» Directions: The output is the lines below from the one with "pub enum RunOutcome" through the one with "page and no proxy pool was configured.", both included, printed exactly and with no other line.

Stored entries
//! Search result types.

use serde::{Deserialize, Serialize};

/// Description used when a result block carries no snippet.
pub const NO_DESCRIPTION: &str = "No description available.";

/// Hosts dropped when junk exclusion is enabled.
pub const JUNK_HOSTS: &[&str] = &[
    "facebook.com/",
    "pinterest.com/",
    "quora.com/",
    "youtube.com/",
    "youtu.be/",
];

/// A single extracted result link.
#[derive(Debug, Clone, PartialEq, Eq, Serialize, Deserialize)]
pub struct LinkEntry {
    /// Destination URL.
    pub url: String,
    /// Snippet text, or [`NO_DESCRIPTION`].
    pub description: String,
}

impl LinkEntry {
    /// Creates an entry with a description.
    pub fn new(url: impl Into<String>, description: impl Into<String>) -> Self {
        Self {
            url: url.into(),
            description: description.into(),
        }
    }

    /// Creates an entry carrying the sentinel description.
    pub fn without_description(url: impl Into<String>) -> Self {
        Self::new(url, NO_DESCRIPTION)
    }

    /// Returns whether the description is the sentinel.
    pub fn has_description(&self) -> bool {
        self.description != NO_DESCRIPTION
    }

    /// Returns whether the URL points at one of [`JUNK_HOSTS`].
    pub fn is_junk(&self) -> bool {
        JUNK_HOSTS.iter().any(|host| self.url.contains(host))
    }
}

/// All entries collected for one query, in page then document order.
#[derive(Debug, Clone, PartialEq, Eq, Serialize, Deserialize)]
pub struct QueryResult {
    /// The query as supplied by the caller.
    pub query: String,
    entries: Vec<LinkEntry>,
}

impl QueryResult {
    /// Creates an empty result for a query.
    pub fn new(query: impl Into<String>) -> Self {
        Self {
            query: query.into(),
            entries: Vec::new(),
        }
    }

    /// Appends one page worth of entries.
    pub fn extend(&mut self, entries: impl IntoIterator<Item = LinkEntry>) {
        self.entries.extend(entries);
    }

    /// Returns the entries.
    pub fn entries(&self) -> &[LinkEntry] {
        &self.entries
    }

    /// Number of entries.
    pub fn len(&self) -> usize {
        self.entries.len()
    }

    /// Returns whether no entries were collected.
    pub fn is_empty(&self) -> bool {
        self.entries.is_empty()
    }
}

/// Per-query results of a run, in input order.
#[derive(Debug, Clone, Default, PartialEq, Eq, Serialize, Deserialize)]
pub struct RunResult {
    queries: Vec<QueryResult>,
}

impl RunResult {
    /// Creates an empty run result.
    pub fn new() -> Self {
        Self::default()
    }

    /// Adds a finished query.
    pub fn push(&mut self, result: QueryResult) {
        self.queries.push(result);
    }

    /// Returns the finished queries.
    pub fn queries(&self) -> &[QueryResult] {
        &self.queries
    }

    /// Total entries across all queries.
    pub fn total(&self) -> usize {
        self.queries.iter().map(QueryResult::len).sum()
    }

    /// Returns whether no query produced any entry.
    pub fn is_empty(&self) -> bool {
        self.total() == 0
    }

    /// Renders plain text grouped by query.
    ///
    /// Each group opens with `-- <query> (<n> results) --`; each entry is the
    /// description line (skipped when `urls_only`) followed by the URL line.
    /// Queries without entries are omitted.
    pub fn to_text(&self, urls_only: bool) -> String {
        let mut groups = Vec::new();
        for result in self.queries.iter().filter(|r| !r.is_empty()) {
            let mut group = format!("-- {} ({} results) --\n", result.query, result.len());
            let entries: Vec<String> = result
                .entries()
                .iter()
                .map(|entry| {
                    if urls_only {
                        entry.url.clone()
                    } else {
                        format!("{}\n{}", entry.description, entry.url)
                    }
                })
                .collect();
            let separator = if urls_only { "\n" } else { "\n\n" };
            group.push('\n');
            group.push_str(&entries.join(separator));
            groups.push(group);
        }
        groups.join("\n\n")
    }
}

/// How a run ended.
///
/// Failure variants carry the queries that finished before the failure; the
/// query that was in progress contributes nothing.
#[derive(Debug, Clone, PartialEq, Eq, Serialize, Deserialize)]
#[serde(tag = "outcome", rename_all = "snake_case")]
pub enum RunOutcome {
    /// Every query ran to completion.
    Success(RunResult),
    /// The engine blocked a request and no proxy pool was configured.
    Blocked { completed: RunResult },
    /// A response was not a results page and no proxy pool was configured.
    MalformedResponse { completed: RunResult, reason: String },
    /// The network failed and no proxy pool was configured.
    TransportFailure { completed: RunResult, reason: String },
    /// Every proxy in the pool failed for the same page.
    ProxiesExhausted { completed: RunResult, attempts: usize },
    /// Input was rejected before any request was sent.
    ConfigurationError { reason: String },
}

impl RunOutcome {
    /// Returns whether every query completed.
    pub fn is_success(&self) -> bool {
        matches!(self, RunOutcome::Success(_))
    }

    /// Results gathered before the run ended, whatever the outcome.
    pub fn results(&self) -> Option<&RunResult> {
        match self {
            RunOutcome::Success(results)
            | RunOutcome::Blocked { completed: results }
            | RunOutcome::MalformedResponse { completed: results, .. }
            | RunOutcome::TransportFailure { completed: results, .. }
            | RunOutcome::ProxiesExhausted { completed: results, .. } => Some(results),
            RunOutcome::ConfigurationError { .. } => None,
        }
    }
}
==
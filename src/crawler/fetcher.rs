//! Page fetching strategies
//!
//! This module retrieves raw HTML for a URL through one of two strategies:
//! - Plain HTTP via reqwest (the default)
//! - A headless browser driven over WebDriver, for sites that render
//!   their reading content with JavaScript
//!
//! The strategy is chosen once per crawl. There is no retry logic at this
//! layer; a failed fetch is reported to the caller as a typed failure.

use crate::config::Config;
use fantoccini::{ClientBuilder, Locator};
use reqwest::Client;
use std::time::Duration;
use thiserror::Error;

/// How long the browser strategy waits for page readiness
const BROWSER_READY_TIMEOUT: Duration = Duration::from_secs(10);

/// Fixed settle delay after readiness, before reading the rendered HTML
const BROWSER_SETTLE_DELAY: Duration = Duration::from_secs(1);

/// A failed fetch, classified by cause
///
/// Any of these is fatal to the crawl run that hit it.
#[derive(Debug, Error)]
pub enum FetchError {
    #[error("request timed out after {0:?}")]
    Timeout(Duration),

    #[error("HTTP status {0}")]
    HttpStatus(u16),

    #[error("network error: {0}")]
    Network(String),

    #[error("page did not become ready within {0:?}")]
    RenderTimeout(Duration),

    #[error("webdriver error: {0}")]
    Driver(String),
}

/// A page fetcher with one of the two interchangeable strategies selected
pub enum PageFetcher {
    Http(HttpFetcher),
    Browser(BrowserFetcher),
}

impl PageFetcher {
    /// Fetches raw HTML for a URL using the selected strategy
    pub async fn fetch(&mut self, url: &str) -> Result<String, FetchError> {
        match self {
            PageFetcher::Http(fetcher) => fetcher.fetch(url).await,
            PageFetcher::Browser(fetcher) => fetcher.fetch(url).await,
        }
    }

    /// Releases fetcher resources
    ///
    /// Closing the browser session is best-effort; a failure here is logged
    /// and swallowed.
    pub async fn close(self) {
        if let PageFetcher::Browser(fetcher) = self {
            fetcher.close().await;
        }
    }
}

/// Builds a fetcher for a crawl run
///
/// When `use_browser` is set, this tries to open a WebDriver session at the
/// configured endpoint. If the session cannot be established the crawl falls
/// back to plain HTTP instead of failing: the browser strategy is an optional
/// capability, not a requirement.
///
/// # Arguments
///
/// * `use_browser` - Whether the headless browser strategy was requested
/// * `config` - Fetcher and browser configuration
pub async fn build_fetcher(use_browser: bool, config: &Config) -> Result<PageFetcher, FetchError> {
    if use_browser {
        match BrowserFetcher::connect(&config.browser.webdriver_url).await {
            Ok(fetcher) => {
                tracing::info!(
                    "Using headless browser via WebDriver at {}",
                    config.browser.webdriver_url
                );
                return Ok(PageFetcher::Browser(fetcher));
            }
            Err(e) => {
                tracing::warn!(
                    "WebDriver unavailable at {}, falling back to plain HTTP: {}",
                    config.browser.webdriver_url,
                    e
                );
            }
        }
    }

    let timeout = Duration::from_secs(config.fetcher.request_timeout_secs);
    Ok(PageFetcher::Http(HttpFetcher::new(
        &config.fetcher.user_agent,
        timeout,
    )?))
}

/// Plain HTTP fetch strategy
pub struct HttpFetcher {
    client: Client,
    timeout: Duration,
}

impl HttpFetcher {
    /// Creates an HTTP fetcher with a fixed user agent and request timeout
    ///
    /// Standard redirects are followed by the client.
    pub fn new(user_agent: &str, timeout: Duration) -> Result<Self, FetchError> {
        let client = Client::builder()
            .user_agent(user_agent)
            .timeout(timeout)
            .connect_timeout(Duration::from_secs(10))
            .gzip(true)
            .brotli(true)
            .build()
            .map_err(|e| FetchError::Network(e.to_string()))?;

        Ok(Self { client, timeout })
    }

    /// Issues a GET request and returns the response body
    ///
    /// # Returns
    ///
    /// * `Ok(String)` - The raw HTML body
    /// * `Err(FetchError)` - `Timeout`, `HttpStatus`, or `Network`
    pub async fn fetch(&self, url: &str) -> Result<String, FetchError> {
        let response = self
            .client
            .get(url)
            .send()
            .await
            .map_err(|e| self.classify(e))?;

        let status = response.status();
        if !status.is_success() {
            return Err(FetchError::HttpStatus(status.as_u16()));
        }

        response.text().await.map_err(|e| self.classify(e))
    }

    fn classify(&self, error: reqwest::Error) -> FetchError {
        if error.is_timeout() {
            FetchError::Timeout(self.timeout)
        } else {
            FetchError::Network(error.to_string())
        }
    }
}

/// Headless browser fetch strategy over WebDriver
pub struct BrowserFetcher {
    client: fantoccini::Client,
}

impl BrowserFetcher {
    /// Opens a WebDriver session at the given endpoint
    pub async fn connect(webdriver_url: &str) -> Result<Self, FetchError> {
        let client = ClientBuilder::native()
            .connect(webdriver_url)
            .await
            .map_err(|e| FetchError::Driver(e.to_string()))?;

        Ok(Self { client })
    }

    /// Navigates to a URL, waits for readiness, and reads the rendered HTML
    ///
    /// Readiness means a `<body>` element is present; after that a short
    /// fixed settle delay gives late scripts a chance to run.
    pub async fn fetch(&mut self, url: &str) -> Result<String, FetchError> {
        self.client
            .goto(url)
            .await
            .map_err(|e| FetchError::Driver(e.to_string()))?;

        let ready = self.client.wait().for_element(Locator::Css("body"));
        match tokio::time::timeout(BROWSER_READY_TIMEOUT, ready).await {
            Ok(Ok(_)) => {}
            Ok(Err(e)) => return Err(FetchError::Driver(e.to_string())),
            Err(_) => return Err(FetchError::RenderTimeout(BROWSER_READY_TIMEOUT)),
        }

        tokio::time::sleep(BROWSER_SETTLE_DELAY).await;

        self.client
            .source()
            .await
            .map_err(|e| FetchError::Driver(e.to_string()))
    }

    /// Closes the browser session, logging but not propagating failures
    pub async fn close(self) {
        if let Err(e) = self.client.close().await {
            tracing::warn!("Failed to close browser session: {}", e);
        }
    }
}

» Task response:
pub enum RunOutcome {
    /// Every query ran to completion.
    Success(RunResult),
    /// The engine blocked a request and no proxy pool was configured.
    Blocked { completed: RunResult },
    /// A response was not a results page and no proxy pool was configured.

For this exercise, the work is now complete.